The overall high levels of awareness, treatment and control in this study could be attributed to wealthier and better educated population in Astana city. The high prevalence of lipid abnormalities, as well as high levels of dyslipidemias, diabetes and obesity in Astana city may point towards large-scale globalization and urbanization processes, with the associated the nutrition transition with easy access to fast food industry and sedentary lifestyle. This is consistent with reported findings from other developing Asian populations with higher rates of various health outcomes of non-communicable diseases in urban compared to rural areas [21].

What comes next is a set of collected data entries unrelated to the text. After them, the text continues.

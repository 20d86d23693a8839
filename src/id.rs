//! Code for handling IDs
use indexmap::IndexMap;

macro_rules! define_id_type {
    ($name:ident) => {
        #[derive(
            Clone,
            std::hash::Hash,
            PartialEq,
            Eq,
            PartialOrd,
            Ord,
            serde::Deserialize,
            Debug,
            serde::Serialize,
        )]
        /// An ID type (e.g. `BusID`, `LineID`, etc.)
        pub struct $name(pub std::sync::Arc<str>);

        impl std::borrow::Borrow<str> for $name {
            fn borrow(&self) -> &str {
                &self.0
            }
        }

        impl std::fmt::Display for $name {
            fn fmt(&self, f: &mut std::fmt::Formatter<'_>) -> std::fmt::Result {
                write!(f, "{}", self.0)
            }
        }

        impl From<&str> for $name {
            fn from(s: &str) -> Self {
                $name(std::sync::Arc::from(s))
            }
        }

        impl From<String> for $name {
            fn from(s: String) -> Self {
                $name(std::sync::Arc::from(s))
            }
        }

        impl $name {
            /// Create a new ID from a string slice
            pub fn new(id: &str) -> Self {
                $name(std::sync::Arc::from(id))
            }
        }
    };
}
pub(crate) use define_id_type;

/// Build a lookup from ID to position for a sequence of IDs.
///
/// Entities are addressed by position everywhere in the formulation; this map resolves names used
/// as cross-references in the input document.
pub fn index_by_id<'a, ID, I>(ids: I) -> IndexMap<ID, usize>
where
    ID: Clone + Eq + std::hash::Hash + 'a,
    I: IntoIterator<Item = &'a ID>,
{
    ids.into_iter()
        .enumerate()
        .map(|(idx, id)| (id.clone(), idx))
        .collect()
}
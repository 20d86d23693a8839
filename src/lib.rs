//! Formulation and solution of security-constrained unit commitment (SCUC) problems.
//!
//! An input document describing a power network, its generators and loads over a horizon of
//! hourly steps is normalised into a [`instance::UCInput`], formulated as a mixed-integer linear
//! program with DC power flow and N-1 line contingency constraints, and solved with HiGHS.
#![warn(missing_docs)]
use std::path::PathBuf;

pub mod cli;
pub mod config;
pub mod error;
pub mod formulation;
pub mod generator;
pub mod grid;
pub mod id;
pub mod input;
pub mod instance;
pub mod load;
pub mod log;
pub mod milp;
pub mod network;
pub mod output;
pub mod reserve;
pub mod settings;
pub mod solver;

#[cfg(test)]
mod fixture;

/// Get the folder where program settings are stored.
///
/// Falls back to the working directory on platforms with no user config folder.
pub fn get_scuc_config_dir() -> PathBuf {
    let mut path = dirs::config_dir().unwrap_or_default();
    path.push("scuc");

    path
}
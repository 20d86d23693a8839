//! Code for reading reserve requirements.
use super::*;
use crate::reserve::ReserveRequirement;

/// Shortfall penalty used when none is given, making the requirement hard
const DEFAULT_SHORTFALL_PENALTY: f64 = -1.0;

/// A reserve requirement as written in the input document
#[derive(Debug, Deserialize, PartialEq)]
pub struct RawReserve {
    #[serde(rename = "Type", default)]
    kind: Option<String>,
    #[serde(rename = "Amount (MW)", default)]
    amount: Option<TimeSeries>,
    #[serde(rename = "Shortfall penalty ($/MW)", default)]
    shortfall_penalty: Option<f64>,
}

/// Read reserve requirements. Only spinning reserve is supported.
pub fn read_reserves(
    raw_reserves: &IndexMap<String, RawReserve>,
    time_horizon: usize,
) -> ScucResult<Vec<ReserveRequirement>> {
    raw_reserves
        .iter()
        .map(|(name, raw)| {
            let field = |key: &str| format!("Reserves.{name}.{key}");
            match raw.kind.as_deref() {
                None => {}
                Some(kind) if kind.eq_ignore_ascii_case("spinning") => {}
                Some(kind) => {
                    return Err(ScucError::input(
                        field("Type"),
                        format!("unsupported reserve type `{kind}`"),
                    ));
                }
            }

            let amount =
                TimeSeries::expand(raw.amount.as_ref(), time_horizon, &field("Amount (MW)"))?;
            for &value in &amount {
                check_non_negative(&field("Amount (MW)"), value)?;
            }

            let shortfall_penalty = raw.shortfall_penalty.unwrap_or(DEFAULT_SHORTFALL_PENALTY);
            if !shortfall_penalty.is_finite() {
                return Err(ScucError::input(
                    field("Shortfall penalty ($/MW)"),
                    "must be finite",
                ));
            }

            Ok(ReserveRequirement {
                id: name.as_str().into(),
                amount,
                shortfall_penalty,
            })
        })
        .collect()
}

Studies in low and middle-income countries frequently reported high prevalence of dyslipidemia in urban areas and low prevalence of awareness, treatment and control levels in rural settings [22, 23]. We found large disparities in hypercholesterolemia prevalence between the two locations. All hypercholesterolemia indices were lower in Akmol village than in Astana. However, using lower TC cut-off point (≥5.0 mmol/l) revealed an even more marked difference between urban and rural populations regarding awareness and treatment of disease, and an extremely low proportion of controlled cases of hypercholesterolemia in the rural area.

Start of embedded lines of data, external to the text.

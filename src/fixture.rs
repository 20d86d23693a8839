//! Fixtures for tests
use crate::config::ModelConfig;
use crate::generator::{CostSegment, StartupStage, ThermalGenerator};
use crate::input::parse_input;
use crate::instance::UCInput;
use rstest::fixture;

/// Assert that an error with the given message occurs
macro_rules! assert_error {
    ($result:expr, $msg:expr) => {
        assert_eq!(
            $result.unwrap_err().chain().next().unwrap().to_string(),
            $msg
        );
    };
}
pub(crate) use assert_error;

/// One bus with a flat 50 MW load over two hours, served by a single 100 MW unit at $10/MW
#[fixture]
pub fn single_bus_json() -> String {
    r#"{
        "Parameters": {"Time horizon (h)": 2},
        "Buses": {"b1": {"Load (MW)": 50}},
        "Generators": {
            "g1": {
                "Bus": "b1",
                "Production cost curve (MW)": [0, 100],
                "Production cost curve ($)": [0, 1000],
                "Initial status (h)": -1,
                "Initial power (MW)": 0
            }
        }
    }"#
    .to_string()
}

/// Two buses joined by a 50 MW line, with all 100 MW of load at the far end
#[fixture]
pub fn two_bus_json() -> String {
    r#"{
        "Parameters": {"Time horizon (h)": 1, "Reference bus": "A"},
        "Buses": {"A": {}, "B": {"Load (MW)": 100}},
        "Transmission lines": {
            "l1": {
                "Source bus": "A",
                "Target bus": "B",
                "Reactance (ohms)": 0.1,
                "Normal flow limit (MW)": 50
            }
        },
        "Generators": {
            "g1": {
                "Bus": "A",
                "Production cost curve (MW)": [0, 200],
                "Production cost curve ($)": [0, 2000],
                "Initial status (h)": 1,
                "Initial power (MW)": 100
            }
        }
    }"#
    .to_string()
}

/// A triangle of buses with a spur, a reserve, a profiled unit, a price-sensitive load and a
/// contingency, exercising every variable family
#[fixture]
pub fn meshed_json() -> String {
    r#"{
        "Parameters": {"Time horizon (h)": 3},
        "Buses": {
            "b1": {"Load (MW)": [20, 30, 40]},
            "b2": {"Load (MW)": 30},
            "b3": {"Load (MW)": null},
            "b4": {"Load (MW)": [10, 10, 10]}
        },
        "Transmission lines": {
            "l1": {"Source bus": "b1", "Target bus": "b2", "Reactance (ohms)": 0.1,
                   "Normal flow limit (MW)": 100, "Emergency flow limit (MW)": 120},
            "l2": {"Source bus": "b2", "Target bus": "b3", "Reactance (ohms)": 0.1,
                   "Normal flow limit (MW)": 100},
            "l3": {"Source bus": "b1", "Target bus": "b3", "Reactance (ohms)": 0.1,
                   "Normal flow limit (MW)": 100},
            "l4": {"Source bus": "b3", "Target bus": "b4", "Reactance (ohms)": 0.2}
        },
        "Generators": {
            "g1": {
                "Bus": "b1",
                "Production cost curve (MW)": [20, 60, 100],
                "Production cost curve ($)": [400, 800, 1400],
                "Startup delays (h)": [1, 3],
                "Startup costs ($)": [100, 200],
                "Ramp up limit (MW)": 50,
                "Ramp down limit (MW)": 50,
                "Minimum uptime (h)": 2,
                "Minimum downtime (h)": 2,
                "Initial status (h)": 4,
                "Initial power (MW)": 50,
                "Reserve eligibility": ["r1"]
            },
            "g2": {
                "Bus": "b3",
                "Production cost curve (MW)": [0, 80],
                "Production cost curve ($)": [0, 2400],
                "Initial status (h)": -3,
                "Initial power (MW)": 0,
                "Reserve eligibility": ["r1"]
            },
            "w1": {
                "Bus": "b2",
                "Type": "Profiled",
                "Maximum power (MW)": [10, 20, 5],
                "Cost ($/MW)": 1
            }
        },
        "Price-sensitive loads": {
            "ps1": {"Bus": "b2", "Demand (MW)": 5, "Revenue ($/MW)": 50}
        },
        "Reserves": {
            "r1": {"Amount (MW)": [5, 5, 0], "Shortfall penalty ($/MW)": 1000}
        },
        "Contingencies": {
            "c1": {"Affected lines": ["l1"]}
        }
    }"#
    .to_string()
}

#[fixture]
pub fn single_bus_input(single_bus_json: String) -> UCInput {
    parse_input(&single_bus_json, &ModelConfig::default()).unwrap()
}

#[fixture]
pub fn two_bus_input(two_bus_json: String) -> UCInput {
    parse_input(&two_bus_json, &ModelConfig::default()).unwrap()
}

#[fixture]
pub fn meshed_input(meshed_json: String) -> UCInput {
    parse_input(&meshed_json, &ModelConfig::default()).unwrap()
}

/// A 100 MW unit with two cost segments and two startup categories, initially off for 2 hours
#[fixture]
pub fn thermal_unit() -> ThermalGenerator {
    ThermalGenerator {
        id: "g1".into(),
        bus: 0,
        p_min: 20.0,
        p_max: 100.0,
        ramp_up: 100.0,
        ramp_down: 100.0,
        startup_limit: 100.0,
        shutdown_limit: 100.0,
        min_uptime: 1,
        min_downtime: 1,
        no_load_cost: 100.0,
        must_run: false,
        initial_status: -2,
        initial_power: 0.0,
        cost_segments: vec![
            CostSegment {
                length: 40.0,
                slope: 10.0,
            },
            CostSegment {
                length: 40.0,
                slope: 20.0,
            },
        ],
        startup_stages: vec![
            StartupStage {
                delay: 1,
                cost: 50.0,
            },
            StartupStage {
                delay: 4,
                cost: 150.0,
            },
        ],
        commitment_status: Vec::new(),
        reserves: Vec::new(),
    }
}
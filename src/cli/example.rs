//! Code related to the bundled example cases and the CLI commands for interacting with them.
use super::{RunOpts, handle_run_command};
use crate::settings::Settings;
use anyhow::{Context, Result, bail, ensure};
use clap::Subcommand;
use include_dir::{Dir, DirEntry, include_dir};
use std::fs;
use std::path::{Path, PathBuf};
use tempfile::TempDir;

/// The directory containing the example cases.
static EXAMPLES_DIR: Dir = include_dir!("$CARGO_MANIFEST_DIR/demos");

/// The name of the input document in each example folder
const EXAMPLE_INPUT_FILE_NAME: &str = "input.json";

/// The name of the description file in each example folder
const EXAMPLE_README_FILE_NAME: &str = "README.txt";

/// The available subcommands for managing example cases.
#[derive(Subcommand)]
pub enum ExampleSubcommands {
    /// List available examples.
    List,
    /// Provide information about the specified example.
    Info {
        /// The name of the example.
        name: String,
    },
    /// Extract an example case to a new directory.
    Extract {
        /// The name of the example to extract.
        name: String,
        /// The destination folder for the example.
        new_path: Option<PathBuf>,
    },
    /// Run an example.
    Run {
        /// The name of the example to run.
        name: String,
        /// Other run options
        #[command(flatten)]
        opts: RunOpts,
    },
}

impl ExampleSubcommands {
    /// Execute the supplied example subcommand
    pub fn execute(self) -> Result<()> {
        match self {
            Self::List => handle_example_list_command(),
            Self::Info { name } => handle_example_info_command(&name)?,
            Self::Extract {
                name,
                new_path: dest,
            } => handle_example_extract_command(&name, dest.as_deref())?,
            Self::Run { name, opts } => handle_example_run_command(&name, &opts, None)?,
        }

        Ok(())
    }
}

/// The names of the bundled examples
pub fn example_names() -> impl Iterator<Item = &'static str> {
    EXAMPLES_DIR
        .dirs()
        .filter_map(|dir| dir.path().file_name()?.to_str())
}

/// Handle the `example list` command.
fn handle_example_list_command() {
    for name in example_names() {
        println!("{name}");
    }
}

/// Get the description of the specified example
fn example_info(name: &str) -> Result<&'static str> {
    let path: PathBuf = [name, EXAMPLE_README_FILE_NAME].iter().collect();
    EXAMPLES_DIR
        .get_file(path)
        .context("Example not found.")?
        .contents_utf8()
        .context("README.txt is not UTF-8 encoded")
}

/// Handle the `example info` command.
fn handle_example_info_command(name: &str) -> Result<()> {
    println!("{}", example_info(name)?);

    Ok(())
}

/// Handle the `example extract` command
fn handle_example_extract_command(name: &str, dest: Option<&Path>) -> Result<()> {
    let dest = dest.unwrap_or(Path::new(name));
    extract_example(name, dest)
}

/// Extract the specified example to a new directory
fn extract_example(name: &str, new_path: &Path) -> Result<()> {
    let sub_dir = EXAMPLES_DIR.get_dir(name).context("Example not found.")?;

    ensure!(
        !new_path.exists(),
        "Destination directory {} already exists",
        new_path.display()
    );

    // Copy the contents of the subdirectory to the destination
    fs::create_dir(new_path)?;
    for entry in sub_dir.entries() {
        match entry {
            DirEntry::Dir(dir) => bail!(
                "Unexpected subdirectory in example: {}",
                dir.path().display()
            ),
            DirEntry::File(f) => {
                let file_name = f
                    .path()
                    .file_name()
                    .context("Example file has no name")?;
                fs::write(new_path.join(file_name), f.contents())?;
            }
        }
    }

    Ok(())
}

/// Handle the `example run` command.
pub fn handle_example_run_command(
    name: &str,
    opts: &RunOpts,
    settings: Option<Settings>,
) -> Result<()> {
    let temp_dir = TempDir::new().context("Failed to create temporary directory.")?;
    let case_path = temp_dir.path().join(name);
    extract_example(name, &case_path)?;
    handle_run_command(&case_path.join(EXAMPLE_INPUT_FILE_NAME), opts, settings)?;

    Ok(())
}

#[cfg(test)]
mod tests {
    use super::*;
    use crate::config::ModelConfig;
    use crate::formulation::build_formulation;
    use crate::input::parse_input;
    use tempfile::tempdir;

    #[test]
    fn test_examples_have_input_and_readme() {
        assert!(example_names().count() > 0);
        for name in example_names() {
            assert!(!example_info(name).unwrap().is_empty());
            let dir = EXAMPLES_DIR.get_dir(name).unwrap();
            assert!(dir.get_file(dir.path().join(EXAMPLE_INPUT_FILE_NAME)).is_some());
        }
    }

    #[test]
    fn test_examples_build() {
        for name in example_names() {
            let path: PathBuf = [name, EXAMPLE_INPUT_FILE_NAME].iter().collect();
            let json = EXAMPLES_DIR.get_file(path).unwrap().contents_utf8().unwrap();
            let input = parse_input(json, &ModelConfig::default()).unwrap();
            build_formulation(&input).unwrap();
        }
    }

    #[test]
    fn test_example_info_missing() {
        assert!(example_info("no_such_example").is_err());
    }

    #[test]
    fn test_extract_example() {
        let name = example_names().next().unwrap();
        let dir = tempdir().unwrap();
        let dest = dir.path().join(name);
        extract_example(name, &dest).unwrap();
        assert!(dest.join(EXAMPLE_INPUT_FILE_NAME).is_file());
        assert!(dest.join(EXAMPLE_README_FILE_NAME).is_file());

        // Won't overwrite
        assert!(extract_example(name, &dest).is_err());
    }
}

Several recent studies have examined the distribution of dyslipidemia. In China, the prevalence of dyslipidemias was much lower compared to our study (12% had TC ≥6.2 mmol/l, 18% had high LDL-C, 12% had low HDL-C and 15% had high TG); similarly, the levels of awareness, treatment and control indices (22, 10 and 4% respectively) were much lower. On the other hand, the Chinese study population included younger subjects (18–79 years) [24]. A Turkish study of 20–83 year olds showed much higher prevalence of dyslipidemias (43% had TC ≥5.0 mmol/l, 42% had low HDL-C, 36% had high LDL-C, and 36% had high TG) [25]. Compared to similar aged population groups, our results were similar to Italy with 78.2% of subjects with hypercholesterolemia (≥5.0 mmol/l) [26]. Internationally, lipid abnormalities tend to be more common in more affluent countries, [27] and this pattern may be analogous to our finding of higher prevalence of dyslipidemia in the urban vs. rural populations.

Our findings confirm the association of lipid abnormalities with the cardiometabolic risk factors, obesity, diabetes and hypertension [28]. Behavioural differences, including smoking, were also reported to be associated with hypercholesterolemia and other dyslipidemias [29, 30]. We found only small differences in abnormal lipid prevalence by education and car ownership, and deprivation levels were inversely associated with increased odds of dyslipidemias. The higher prevalence of dyslipidemia in ethnic Russians in Kazakhstan in this study may reflect differences in lifestyle and particularly in nutrition [31]; however, in absence of reliable individual-level data on nutrition this is only a speculation.

Conclusions

This study found relatively high prevalence of dyslipidemia in the Kazakhstan population, and the lipid profile was much less favourable in the urban area, while awareness and treatment of dyslipidemia was less common in rural areas and persons with lower education. Providing such estimates is a necessary first step in addressing the problem. The pronounced urban vs. rural differences raise questions about both the potential distal and proximal causes of dyslipidemias in this middle-income setting which should be addressed by future research. The results suggest that health services access and appropriate interventions should be improved in rural areas and for persons with lower socioeconomic status.